I expected dramatiq to not raise an exception

wsturgiss commented 5 months ago

Not really solving your issue, but something we did that might work as a workaround is that we don't pass Dataframes directly to Dramatiq (partially because my use case has massive Dataframes), but persist what we need to the DB, then only pass an id for a row and fetch it within the worker.

jenstroeger commented 2 months ago

You may consider changing the message encoder from the default JSON to something more adequate (docs).
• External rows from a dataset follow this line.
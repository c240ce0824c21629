//! ClaimEngine: classify trade records into claims.
//!
//! Pure and total. Every missing or malformed input falls back to a default
//! and the substitution is recorded as a `DataWarning` on the result.

use claimdesk_core::{
    ClassificationResult, DEFAULT_FALLBACK_NOTIONAL, DataWarning, ProcessStatus, StatusField,
    TradeRecord, days_between_ceil, parse_trade_date,
};
use serde::{Deserialize, Serialize};
use tracing::debug;

use crate::claim_id::claim_id;
use crate::interest::{FlatRate, RateProvider, accrued_interest, sanitize_rate};
use crate::rules::{StatusSnapshot, category_tags, claim_type};

/// Tunables for classification
#[derive(Debug, Clone, Copy, PartialEq, Serialize, Deserialize)]
#[serde(default)]
pub struct EngineConfig {
    /// Breach days tolerated before a delay is tagged and interest accrues
    pub grace_days: i64,
    /// Notional used when a record has none
    pub fallback_notional: f64,
    /// Day-count denominator for simple interest
    pub day_count_basis: f64,
}

impl Default for EngineConfig {
    fn default() -> Self {
        Self {
            grace_days: 1,
            fallback_notional: DEFAULT_FALLBACK_NOTIONAL,
            day_count_basis: 365.0,
        }
    }
}

/// Claim classification engine with an injected rate source.
#[derive(Debug, Clone)]
pub struct ClaimEngine<R: RateProvider> {
    config: EngineConfig,
    rates: R,
}

impl Default for ClaimEngine<FlatRate> {
    fn default() -> Self {
        Self::new(EngineConfig::default(), FlatRate::default())
    }
}

impl<R: RateProvider> ClaimEngine<R> {
    pub fn new(config: EngineConfig, rates: R) -> Self {
        Self { config, rates }
    }

    pub fn config(&self) -> &EngineConfig {
        &self.config
    }

    /// Classify one record. Never panics; identical input gives identical output.
    pub fn classify(&self, trade: &TradeRecord) -> ClassificationResult {
        let mut warnings = Vec::new();

        if !trade.has_trade_id() {
            warnings.push(DataWarning::MissingTradeId);
        }

        let status = StatusSnapshot::of(trade);
        check_status(StatusField::Confirmation, &status.confirmation, &mut warnings);
        check_status(StatusField::ExpenseApproval, &status.expense_approval, &mut warnings);
        check_status(StatusField::CostAllocation, &status.cost_allocation, &mut warnings);

        let sla_breach_days = sla_breach_days(trade, &mut warnings);

        let notional_amount = trade.notional().unwrap_or_else(|| {
            warnings.push(DataWarning::NotionalFallback {
                used: self.config.fallback_notional,
            });
            self.config.fallback_notional
        });

        let pnl = trade.pnl();
        let category_labels = category_tags(&status, sla_breach_days, self.config.grace_days);
        let claim_type = claim_type(&status, pnl);

        let interest_rate = sanitize_rate(self.rates.annual_rate(trade));
        let interest_amount = accrued_interest(
            interest_rate,
            notional_amount,
            sla_breach_days,
            self.config.grace_days,
            self.config.day_count_basis,
        );

        if !warnings.is_empty() {
            debug!(trade_id = trade.trade_id(), warnings = warnings.len(), "classified with data warnings");
        }

        ClassificationResult {
            claim_id: claim_id(trade, &category_labels),
            trade_id: trade.trade_id().to_string(),
            counterparty: trade.counterparty().to_string(),
            claim_type,
            category_labels,
            sla_breach_days,
            interest_rate,
            interest_amount,
            notional_amount,
            pnl,
            warnings,
        }
    }

    /// Classify every record, preserving input order.
    pub fn classify_all(&self, trades: &[TradeRecord]) -> Vec<ClassificationResult> {
        let results: Vec<ClassificationResult> = trades.iter().map(|t| self.classify(t)).collect();
        debug!(
            records = results.len(),
            claims = results.iter().filter(|r| r.is_claim()).count(),
            with_warnings = results.iter().filter(|r| r.has_warnings()).count(),
            "batch classified"
        );
        results
    }
}

fn check_status(field: StatusField, status: &ProcessStatus, warnings: &mut Vec<DataWarning>) {
    if let ProcessStatus::Other(value) = status {
        warnings.push(DataWarning::UnrecognizedStatus {
            field,
            value: value.clone(),
        });
    }
}

/// Settlement date minus value date in whole days (rounded up). Missing or
/// unparseable dates give 0 and a warning.
pub fn sla_breach_days(trade: &TradeRecord, warnings: &mut Vec<DataWarning>) -> i64 {
    let value = match trade.value_date_raw() {
        None => {
            warnings.push(DataWarning::MissingValueDate);
            None
        }
        Some(raw) => {
            let parsed = parse_trade_date(raw);
            if parsed.is_none() {
                warnings.push(DataWarning::UnparseableValueDate { raw: raw.to_string() });
            }
            parsed
        }
    };

    let settlement = match trade.settlement_date_raw() {
        None => {
            warnings.push(DataWarning::MissingSettlementDate);
            None
        }
        Some(raw) => {
            let parsed = parse_trade_date(raw);
            if parsed.is_none() {
                warnings.push(DataWarning::UnparseableSettlementDate { raw: raw.to_string() });
            }
            parsed
        }
    };

    match (value, settlement) {
        (Some(v), Some(s)) => days_between_ceil(v, s),
        _ => 0,
    }
}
brakhane commented 2 months ago

In this example, I’m using PickleEncoder. IMHO, the problem lies within the broker that doesn’t handle exceptions when comparing two messages for equality.

Even when doing something stupid like in this example, it should either handle it gracefully, or fail right away. As it currently is implemented, it seems to work at first, until more than one message is sent.